Seite 8 http://www.bl.ch/kantonsgericht 5.5 Soweit der Beschwerdeführer schliesslich geltend macht, die Vorinstanz verletze mit ihrem Entscheid neben dem Rechtsmissbrauchsverbot auch den Grundsatz von Treu und Glauben, das Verhältnismässigkeitsprinzip, das Willkürverbot sowie das Recht auf ein faires Verfahren gemäss Art. 6 der Konvention zum Schutze der Menschenrechte und Grundfreiheiten (EMRK) vom 4. November 1950, ist festzuhalten, dass der Beschwerdeführer über die bereits genannten Argumente hinaus keine weiteren Ausführungen vorbringt.
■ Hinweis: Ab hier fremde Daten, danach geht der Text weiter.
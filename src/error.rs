//! Error types for the token and playback layers.

use thiserror::Error;

#[derive(Debug, Error)]
pub enum Error {
    /// The PKCE verifier is gone; the login flow has to start over.
    #[error("PKCE verifier missing, run `landscape login` again")]
    MissingVerifier,

    /// No usable access token and nothing to refresh it with.
    #[error("not logged in, run `landscape login`")]
    Unauthenticated,

    /// A 401 could not be recovered by refreshing. Credentials have been cleared.
    #[error("session expired, run `landscape login` again")]
    SessionExpired,

    /// Non-2xx from the playback or lyrics API.
    #[error("{endpoint} returned HTTP {status}")]
    Upstream { endpoint: String, status: u16 },

    /// The request never produced a response.
    #[error("network failure: {0}")]
    Network(String),

    #[error("decode {endpoint}: {source}")]
    Decode {
        endpoint: String,
        #[source]
        source: serde_json::Error,
    },
}

impl Error {
    /// Whether the session can't recover without a new login.
    pub fn is_fatal(&self) -> bool {
        matches!(
            self,
            Error::SessionExpired | Error::Unauthenticated | Error::MissingVerifier
        )
    }
}

pub type Result<T> = std::result::Result<T, Error>;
Mangels Substantiierung zielen diese Rügen insofern ins Leere. 5.6 Die Ablehnung des Anspruchs auf Insolvenzentschädigung durch die Beschwerdegegnerin ist deshalb insgesamt nicht zu beanstanden, weshalb die Beschwerde abzuweisen ist. 6. Gemäss Art. 61 lit. a ATSG sind für das vorliegende Verfahren keine Kosten zu erheben. Die ausserordentlichen Kosten sind dem Prozessausgang entsprechend wettzuschlagen.

Demgemäss wird erkannt : ://: 1. Die Beschwerde wird abgewiesen. 2. Es werden keine Verfahrenskosten erhoben. 3. Die ausserordentlichen Kosten werden wettgeschlagen.